You need mystery to maintain attraction; you need to be occupying mental real estate in your partners mind. This mindset creates the optimal sexual tension in a long term relationship and it must be the correct balance between boring & toxic.
That balance is produced by self assurance & keeping ones SMV high.
In marriage or a LTR the string is much shorter because the people are going to have much greater proximity, and this proximity creates familiarity and comfort. But you still cannot drop the string or collapse toward one another or all sexual tension is removed and you get a dead bedroom or a best friends situation. Boring.
This is why some level of intrigue is required to keep familiar relationships hot sexually. If your wife quit keeping up her looks? Not only does her attractiveness to you drop but her attractiveness to other men also drops. You worry less about other men paying attention to her. One way women do well to maintain their appeal is by keeping up their appearance. Men can do it by staying in shape & dressing well.
In a marriage or relationship in my opinion it becomes MORE important, not less, to keep up looks as a woman. Why? Because men inherently like “strange” or the idea of the conquest with new women. This never ever entirely goes away. So keeping up looks and figure (I did it through 3 pregnancies & despite being older now) keeps pulling tension on the string as does the knowledge that someone else might find the long term partner sexually appealing. It keeps the relationship on level footing. Push relieves tension, Pull creates tension as long as both people hang on to the string.
It’s the anxiety of wondering about someone’s interest level and the dopamine hit of that object of affection rewarding that desire, the rebuilding of mystery or intrigue in the interaction and the cycle repeats. And it’s by degrees of course. Every interaction has its own tension & rhythm. Some are the toxic love bombing/toxic fighting cycle, some are much less extreme and thereby more stable.
My fiancé finds me very sexually attractive. He knows that so too do many other men. He wonders what I do all day (when I am not calling him or interacting with him)….last night he came home 2 hours earlier than normal from the office without calling me first as is his normal habit. Kinda to check on me. The night before we went out for taco Tuesday and ran into a VERY handsome man randomly who is an acquaintance of mine, never anything more…but the guy is one of the serious playboys I know socially….my man kept asking if we had ever been involved (of course not, don’t be ridiculous)…but it reinforced my SMV. The guy lit up to see me, the pleasantries were exchanged, I introduced my man & the guy & showed off the ring. No biggie.
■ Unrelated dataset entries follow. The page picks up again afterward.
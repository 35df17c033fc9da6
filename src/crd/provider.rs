//! # Provider
//!
//! A `Provider` scopes managed resources to a GCP project and points at the
//! credentials used to reach it. Without credentials the controller's own
//! Workload Identity is used.

use super::common::SecretKeySelector;
use kube::CustomResource;
use serde::{Deserialize, Serialize};

/// GCP Provider
///
/// # Example
///
/// ```yaml
/// apiVersion: gcp.octopilot.io/v1alpha1
/// kind: Provider
/// metadata:
///   name: gcp-provider
///   namespace: default
/// spec:
///   projectId: my-gcp-project
///   credentialsSecretRef:
///     name: gcp-credentials
///     key: credentials.json
/// ```
#[derive(CustomResource, Debug, Clone, Deserialize, Serialize, schemars::JsonSchema)]
#[kube(
    kind = "Provider",
    group = "gcp.octopilot.io",
    version = "v1alpha1",
    namespaced
)]
#[serde(rename_all = "camelCase")]
pub struct ProviderSpec {
    /// GCP project ID that external resources are created in
    pub project_id: String,
    /// Secret key holding service account credentials (JSON)
    ///
    /// When omitted the controller's own Workload Identity is used.
    #[serde(default, skip_serializing_if = "Option::is_none")]
    pub credentials_secret_ref: Option<SecretKeySelector>,
}
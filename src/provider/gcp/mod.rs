//! # GCP Provider
//!
//! Adapters for GCP Compute networks and Service Networking connections.
//!
//! Connecting a managed resource resolves its `Provider` and obtains an
//! access token for it. A Provider naming a credentials Secret is scoped to
//! that service account; a keyless Provider runs as the controller's
//! Workload Identity. Emulator mode uses a dummy token so the adapters can
//! run against a local mock.
//!
//! References:
//! - [Compute networks](https://cloud.google.com/compute/docs/reference/rest/v1/networks)
//! - [Service Networking connections](https://cloud.google.com/service-infrastructure/docs/service-networking/reference/rest/v1/services.connections)

pub mod auth;
pub mod client;
pub mod connection;
pub mod network;

pub use auth::ServiceAccountKey;
pub use client::GcpRestClient;
pub use connection::ConnectionAdapter;
pub use network::NetworkAdapter;

use crate::config::GcpClientConfig;
use crate::crd::{Provider, SecretKeySelector};
use crate::error::{Error, Result};
use crate::managed::{AdapterClient, ExternalClient, ExternalConnecter, ExternalKind, SharedAdapter};
use crate::resource::ObjectKey;
use crate::store::{self, ObjectStore};
use async_trait::async_trait;
use k8s_openapi::api::core::v1::Secret;
use kube::Resource;
use reqwest::Client;
use std::fmt;
use std::marker::PhantomData;
use std::sync::Arc;
use tracing::debug;

/// REST clients for one project
#[derive(Debug, Clone)]
pub struct GcpSession {
    pub project: String,
    pub compute: GcpRestClient,
    pub servicenetworking: GcpRestClient,
}

impl GcpSession {
    pub fn new(http: Client, config: &GcpClientConfig, project: impl Into<String>, token: &str) -> Self {
        Self {
            project: project.into(),
            compute: GcpRestClient::new(http.clone(), &config.compute_endpoint, token),
            servicenetworking: GcpRestClient::new(http, &config.servicenetworking_endpoint, token),
        }
    }
}

/// A managed kind served by a GCP adapter
pub trait GcpKind: ExternalKind {
    /// Adapter for `mg`, scoped to the session's project
    fn adapter(session: &GcpSession, mg: &Self) -> SharedAdapter<Self>;
}

/// Connects managed resources of kind `K` to GCP
pub struct GcpConnecter<K> {
    store: Arc<dyn ObjectStore>,
    http: Client,
    config: GcpClientConfig,
    _kind: PhantomData<fn() -> K>,
}

impl<K> fmt::Debug for GcpConnecter<K> {
    fn fmt(&self, f: &mut fmt::Formatter<'_>) -> fmt::Result {
        f.debug_struct("GcpConnecter")
            .field("config", &self.config)
            .finish_non_exhaustive()
    }
}

impl<K> GcpConnecter<K> {
    pub fn new(store: Arc<dyn ObjectStore>, http: Client, config: GcpClientConfig) -> Self {
        Self {
            store,
            http,
            config,
            _kind: PhantomData,
        }
    }

    async fn service_account_key(
        &self,
        provider: &Provider,
        selector: &SecretKeySelector,
    ) -> Result<ServiceAccountKey> {
        let secret_key = ObjectKey::secret(
            selector
                .namespace
                .clone()
                .or_else(|| provider.metadata.namespace.clone()),
            selector.name.clone(),
        );
        let secret: Secret = store::get_typed(self.store.as_ref(), &secret_key)
            .await
            .map_err(|e| {
                Error::Connection(format!("cannot get credentials secret {secret_key}: {e}"))
            })?;
        let raw = secret
            .data
            .as_ref()
            .and_then(|data| data.get(&selector.key))
            .ok_or_else(|| {
                Error::Connection(format!(
                    "credentials secret {secret_key} has no key {}",
                    selector.key
                ))
            })?;
        ServiceAccountKey::parse(&raw.0)
    }

    /// Access token for `provider`'s identity
    async fn access_token(&self, provider: &Provider) -> Result<String> {
        let key = match &provider.spec.credentials_secret_ref {
            Some(selector) => Some(self.service_account_key(provider, selector).await?),
            None => None,
        };

        if self.config.emulator_mode {
            debug!("Emulator mode: using dummy access token");
            return Ok("test-token".to_string());
        }

        let token = match &key {
            Some(key) => auth::service_account_token(&self.http, key).await,
            None => auth::metadata_token(&self.http).await,
        };
        token.map_err(|e| Error::Connection(format!("cannot get access token: {e}")))
    }
}

#[async_trait]
impl<K: GcpKind> ExternalConnecter<K> for GcpConnecter<K> {
    async fn connect(&self, mg: &K) -> Result<Box<dyn ExternalClient<K>>> {
        let provider_ref = mg.provider_ref().ok_or_else(|| {
            Error::Connection(format!(
                "{} {} has no providerRef",
                K::kind(&()),
                mg.meta().name.as_deref().unwrap_or_default()
            ))
        })?;

        let provider_key = ObjectKey::new(
            Provider::api_version(&()),
            Provider::kind(&()),
            provider_ref
                .namespace
                .clone()
                .or_else(|| mg.meta().namespace.clone()),
            provider_ref.name.clone(),
        );
        let provider: Provider = store::get_typed(self.store.as_ref(), &provider_key)
            .await
            .map_err(|e| Error::Connection(format!("cannot get provider {provider_key}: {e}")))?;

        let token = self.access_token(&provider).await?;

        let project = provider.spec.project_id;
        debug!(
            "Connected {} {} to project {}",
            K::kind(&()),
            mg.meta().name.as_deref().unwrap_or_default(),
            project
        );
        let session = GcpSession::new(self.http.clone(), &self.config, project.clone(), &token);
        Ok(Box::new(AdapterClient::<K>::new(K::adapter(&session, mg), project)))
    }
}
//! Composition Controller Library
//!
//! Reconciles managed cloud resources against GCP and composes them from
//! templates declared on `Composite` resources.
//!
//! - `managed`: external lifecycle of one managed resource (Connect, Observe,
//!   then Create, Update or Delete)
//! - `composition`: templates, patches and the composed resource reconciler
//! - `connection`: connection detail publishing to Secrets
//! - `store`: object store abstraction over the Kubernetes API, plus an
//!   in-memory implementation used by tests
//! - `provider`: provider adapters (GCP Compute and Service Networking)
//! - `controller`: kube-runtime wiring and the composite tick

pub mod composition;
pub mod config;
pub mod connection;
pub mod constants;
pub mod controller;
pub mod crd;
pub mod error;
pub mod managed;
pub mod observability;
pub mod provider;
pub mod resource;
pub mod store;

pub use error::{Error, Result};
//! # Connection Publishing
//!
//! Connection details are the outputs a ready resource exposes to consumers
//! (endpoints, names, credentials). Publishers write them to, and remove them
//! from, a Secret owned by the resource.
//!
//! Publishing is additive: keys already in the Secret that are not part of
//! the published details are kept, and a publish that changes nothing does not
//! write.

use crate::crd::SecretReference;
use crate::error::{Error, Result};
use crate::observability::metrics;
use crate::resource::meta::is_controlled_by;
use crate::resource::{ConnectionSecretWriter, ObjectKey};
use crate::store::{self, ObjectStore, StoreError};
use async_trait::async_trait;
use k8s_openapi::api::core::v1::Secret;
use k8s_openapi::apimachinery::pkg::apis::meta::v1::{ObjectMeta, OwnerReference};
use k8s_openapi::ByteString;
use kube::Resource;
use std::collections::BTreeMap;
use std::fmt;
use std::sync::Arc;
use tracing::{debug, info};

/// Connection detail key to raw value
pub type ConnectionDetails = BTreeMap<String, Vec<u8>>;

/// Identity of the resource whose connection secret is published
#[derive(Debug, Clone, PartialEq)]
pub struct ConnectionSecretOwner {
    /// Controller reference stamped on the secret
    pub owner: OwnerReference,
    pub namespace: Option<String>,
    pub secret_ref: Option<SecretReference>,
}

impl ConnectionSecretOwner {
    pub fn for_resource<K>(obj: &K) -> Self
    where
        K: Resource<DynamicType = ()> + ConnectionSecretWriter,
    {
        let meta = obj.meta();
        Self {
            owner: OwnerReference {
                api_version: K::api_version(&()).into_owned(),
                kind: K::kind(&()).into_owned(),
                name: meta.name.clone().unwrap_or_default(),
                uid: meta.uid.clone().unwrap_or_default(),
                controller: Some(true),
                block_owner_deletion: Some(true),
            },
            namespace: meta.namespace.clone(),
            secret_ref: obj.write_connection_secret_to_ref().cloned(),
        }
    }

    /// Secret named by the declared reference, or `{name}-{kind}-connection`
    /// in the owner's namespace when none is declared
    pub fn secret_key(&self) -> ObjectKey {
        match &self.secret_ref {
            Some(r) => ObjectKey::secret(
                r.namespace.clone().or_else(|| self.namespace.clone()),
                r.name.clone(),
            ),
            None => ObjectKey::secret(
                self.namespace.clone(),
                format!(
                    "{}-{}-connection",
                    self.owner.name,
                    self.owner.kind.to_lowercase()
                ),
            ),
        }
    }

    fn secret(&self) -> Secret {
        let key = self.secret_key();
        Secret {
            metadata: ObjectMeta {
                name: Some(key.name),
                namespace: key.namespace,
                owner_references: Some(vec![self.owner.clone()]),
                ..Default::default()
            },
            ..Default::default()
        }
    }
}

/// Publishes connection details for a resource
#[async_trait]
pub trait ConnectionPublisher: Send + Sync {
    async fn apply_connection(
        &self,
        owner: &ConnectionSecretOwner,
        details: &ConnectionDetails,
    ) -> Result<()>;

    async fn delete_connection(&self, owner: &ConnectionSecretOwner) -> Result<()>;
}

/// Runs publishers serially, stopping at the first error
#[derive(Clone, Default)]
pub struct PublisherChain(Vec<Arc<dyn ConnectionPublisher>>);

impl fmt::Debug for PublisherChain {
    fn fmt(&self, f: &mut fmt::Formatter<'_>) -> fmt::Result {
        f.debug_struct("PublisherChain")
            .field("publishers", &self.0.len())
            .finish()
    }
}

impl PublisherChain {
    pub fn new(publishers: Vec<Arc<dyn ConnectionPublisher>>) -> Self {
        Self(publishers)
    }
}

#[async_trait]
impl ConnectionPublisher for PublisherChain {
    async fn apply_connection(
        &self,
        owner: &ConnectionSecretOwner,
        details: &ConnectionDetails,
    ) -> Result<()> {
        for publisher in &self.0 {
            publisher.apply_connection(owner, details).await?;
        }
        Ok(())
    }

    async fn delete_connection(&self, owner: &ConnectionSecretOwner) -> Result<()> {
        for publisher in &self.0 {
            publisher.delete_connection(owner).await?;
        }
        Ok(())
    }
}

/// Publishes connection details to a Secret in the object store
#[derive(Clone)]
pub struct SecretPublisher {
    store: Arc<dyn ObjectStore>,
}

impl fmt::Debug for SecretPublisher {
    fn fmt(&self, f: &mut fmt::Formatter<'_>) -> fmt::Result {
        f.debug_struct("SecretPublisher").finish_non_exhaustive()
    }
}

impl SecretPublisher {
    pub fn new(store: Arc<dyn ObjectStore>) -> Self {
        Self { store }
    }
}

#[async_trait]
impl ConnectionPublisher for SecretPublisher {
    async fn apply_connection(
        &self,
        owner: &ConnectionSecretOwner,
        details: &ConnectionDetails,
    ) -> Result<()> {
        let desired = store::to_dynamic(&owner.secret())
            .map_err(|e| Error::store("build connection secret", e))?;
        let uid = owner.owner.uid.clone();

        let (written, outcome) = store::create_or_update(self.store.as_ref(), desired, |obj| {
            if !is_controlled_by(&obj.metadata, &uid) {
                return Err(StoreError::OwnershipConflict(format!(
                    "connection secret {} exists and is not controlled by {} {}",
                    obj.metadata.name.as_deref().unwrap_or_default(),
                    owner.owner.kind,
                    owner.owner.name
                )));
            }
            let mut secret: Secret = store::from_dynamic(obj.clone())?;
            let mut data = secret_data(&secret);
            if merge_connection_details(&mut data, details) {
                set_secret_data(&mut secret, data);
                *obj = store::to_dynamic(&secret)?;
            }
            Ok(())
        })
        .await
        .map_err(|e| Error::store("create or update connection secret", e))?;

        debug!(
            "Connection secret {} at resourceVersion {} ({:?})",
            owner.secret_key(),
            written.metadata.resource_version.as_deref().unwrap_or_default(),
            outcome
        );
        if outcome.wrote() {
            metrics::increment_connection_secrets_published();
        }
        Ok(())
    }

    async fn delete_connection(&self, owner: &ConnectionSecretOwner) -> Result<()> {
        let key = owner.secret_key();
        match self.store.delete(&key).await {
            Ok(()) => {
                info!("🗑️  Deleted connection secret {}", key);
                Ok(())
            }
            Err(e) if e.is_not_found() => Ok(()),
            Err(e) => Err(Error::store("delete connection secret", e)),
        }
    }
}

/// Merge `details` into `existing`; returns true if anything changed
pub fn merge_connection_details(
    existing: &mut ConnectionDetails,
    details: &ConnectionDetails,
) -> bool {
    let mut changed = false;
    for (key, value) in details {
        if existing.get(key) != Some(value) {
            existing.insert(key.clone(), value.clone());
            changed = true;
        }
    }
    changed
}

/// Raw data of a Secret
pub fn secret_data(secret: &Secret) -> ConnectionDetails {
    secret
        .data
        .as_ref()
        .map(|data| data.iter().map(|(k, v)| (k.clone(), v.0.clone())).collect())
        .unwrap_or_default()
}

fn set_secret_data(secret: &mut Secret, data: ConnectionDetails) {
    secret.data = Some(
        data.into_iter()
            .map(|(k, v)| (k, ByteString(v)))
            .collect(),
    );
}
That interaction however random & brief got my man thinking yesterday that
Gee. I have a hot woman at home, is she running into social things like that when I’m not around? Maybe I’ll show up early & unannounced at home to see what is going on…in other words he is drawn back, pulled back by whatever is spinning around in his head, and I don’t have the issue of him working late all the time. I let the tension in the string build naturally by not being all up in his business all the time.
You need mystery to maintain attraction; you need to be occupying mental real estate in your partners mind. This mindset creates the optimal sexual tension in a long term relationship and it must be the correct balance between boring & toxic.
That balance is produced by self assurance & keeping ones SMV high.